• _THE TASK_
Search the lines of the records for the word "larger", and copy every line that has it.

[Saved entries]
-=-=-=-=-
/*
 * Copyright (c) 2023.
 *
 * This software is free software;
 *
 * You can redistribute it or modify it under terms of the MIT, Apache License or Zlib license
 */

//! Decoder options

/// Options that influence how the PPM decoder treats its input
///
/// The defaults accept everything the format allows and coerce
/// malformed samples instead of rejecting them, use [`new_strict`]
/// or the setters to tighten that.
///
/// [`new_strict`]: DecoderOptions::new_strict
#[derive(Debug, Copy, Clone)]
pub struct DecoderOptions {
    /// Maximum width for which the decoder will
    /// not try to decode images larger than
    /// the specified width.
    ///
    /// - Default value: `usize::MAX`
    max_width:   usize,
    /// Maximum height for which the decoder will not
    /// try to decode images larger than the
    /// specified height
    ///
    /// - Default value: `usize::MAX`
    max_height:  usize,
    /// Reject inputs the decoder would otherwise coerce
    ///
    /// - Default value: `false`
    strict_mode: bool
}

impl Default for DecoderOptions {
    fn default() -> Self {
        Self {
            max_width:   usize::MAX,
            max_height:  usize::MAX,
            strict_mode: false
        }
    }
}

impl DecoderOptions {
    /// Options that error out on anything the default options coerce
    ///
    /// - Width and height must be decimal integers
    /// - P3 samples must be integers between 0 and 255
    pub fn new_strict() -> Self {
        Self::default().set_strict_mode(true)
    }

    /// Get maximum width configured for which the decoder
    /// should not try to decode images greater than this width
    pub const fn max_width(&self) -> usize {
        self.max_width
    }

    /// Get maximum height configured for which the decoder should
    /// not try to decode images greater than this height
    pub const fn max_height(&self) -> usize {
        self.max_height
    }

    /// Return true whether the decoder should be in strict mode
    pub const fn strict_mode(&self) -> bool {
        self.strict_mode
    }

    /// Set maximum width for which the decoder should not try
    /// decoding images greater than that width
    ///
    /// # Arguments
    ///
    /// * `width`:  The maximum width allowed
    ///
    /// returns: DecoderOptions
    #[must_use]
    pub const fn set_max_width(mut self, width: usize) -> Self {
        self.max_width = width;
        self
    }

    /// Set maximum height for which the decoder should not try
    /// decoding images greater than that height
    ///
    /// # Arguments
    ///
    /// * `height`: The maximum height allowed
    ///
    /// returns: DecoderOptions
    #[must_use]
    pub const fn set_max_height(mut self, height: usize) -> Self {
        self.max_height = height;
        self
    }

    /// Set whether the decoder rejects malformed dimensions and samples
    /// instead of coercing them
    #[must_use]
    pub const fn set_strict_mode(mut self, yes: bool) -> Self {
        self.strict_mode = yes;
        self
    }
}
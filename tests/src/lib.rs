/*
 * Copyright (c) 2023.
 *
 * This software is free software;
 *
 * You can redistribute it or modify it under terms of the MIT, Apache License or Zlib license
 */

#![allow(unused_imports, unused)]

use std::path::{Path, PathBuf};

use serde::Deserialize;
use xxhash_rust::xxh3::xxh3_128;
use zune_pixmap::PpmFormat;

mod ppm;

#[derive(Copy, Clone, Debug, Deserialize, PartialEq, Eq)]
pub enum JsonFormat {
    P3,
    P6
}

impl JsonFormat {
    pub fn to_format(self) -> PpmFormat {
        match self {
            Self::P3 => PpmFormat::P3,
            Self::P6 => PpmFormat::P6
        }
    }
}

/// Error kind a sample file is expected to fail with
#[derive(Copy, Clone, Debug, Deserialize, PartialEq, Eq)]
#[serde(rename_all = "lowercase")]
pub enum JsonError {
    Depth,
    Format,
    Size
}

#[derive(Clone, Deserialize, Debug)]
pub struct TestEntry {
    pub name:        String,
    pub format:      Option<JsonFormat>,
    pub width:       Option<usize>,
    pub height:      Option<usize>,
    pub first_pixel: Option<[u8; 3]>,
    pub last_pixel:  Option<[u8; 3]>,
    /// Sum of all samples
    pub sum:         Option<u64>,
    /// Another entry that must decode to the same pixels
    pub same_as:     Option<String>,
    pub error:       Option<JsonError>,
    pub comment:     Option<String>
}

pub fn sample_path() -> PathBuf {
    let path = Path::new(env!("CARGO_MANIFEST_DIR"));
    // get parent path
    path.parent().unwrap().to_owned()
}

fn hash(contents: &[u8]) -> u128 {
    xxh3_128(contents)
}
-=-=-=-=-
• _YOUR RESPONSE_
    /// not try to decode images larger than
    /// try to decode images larger than the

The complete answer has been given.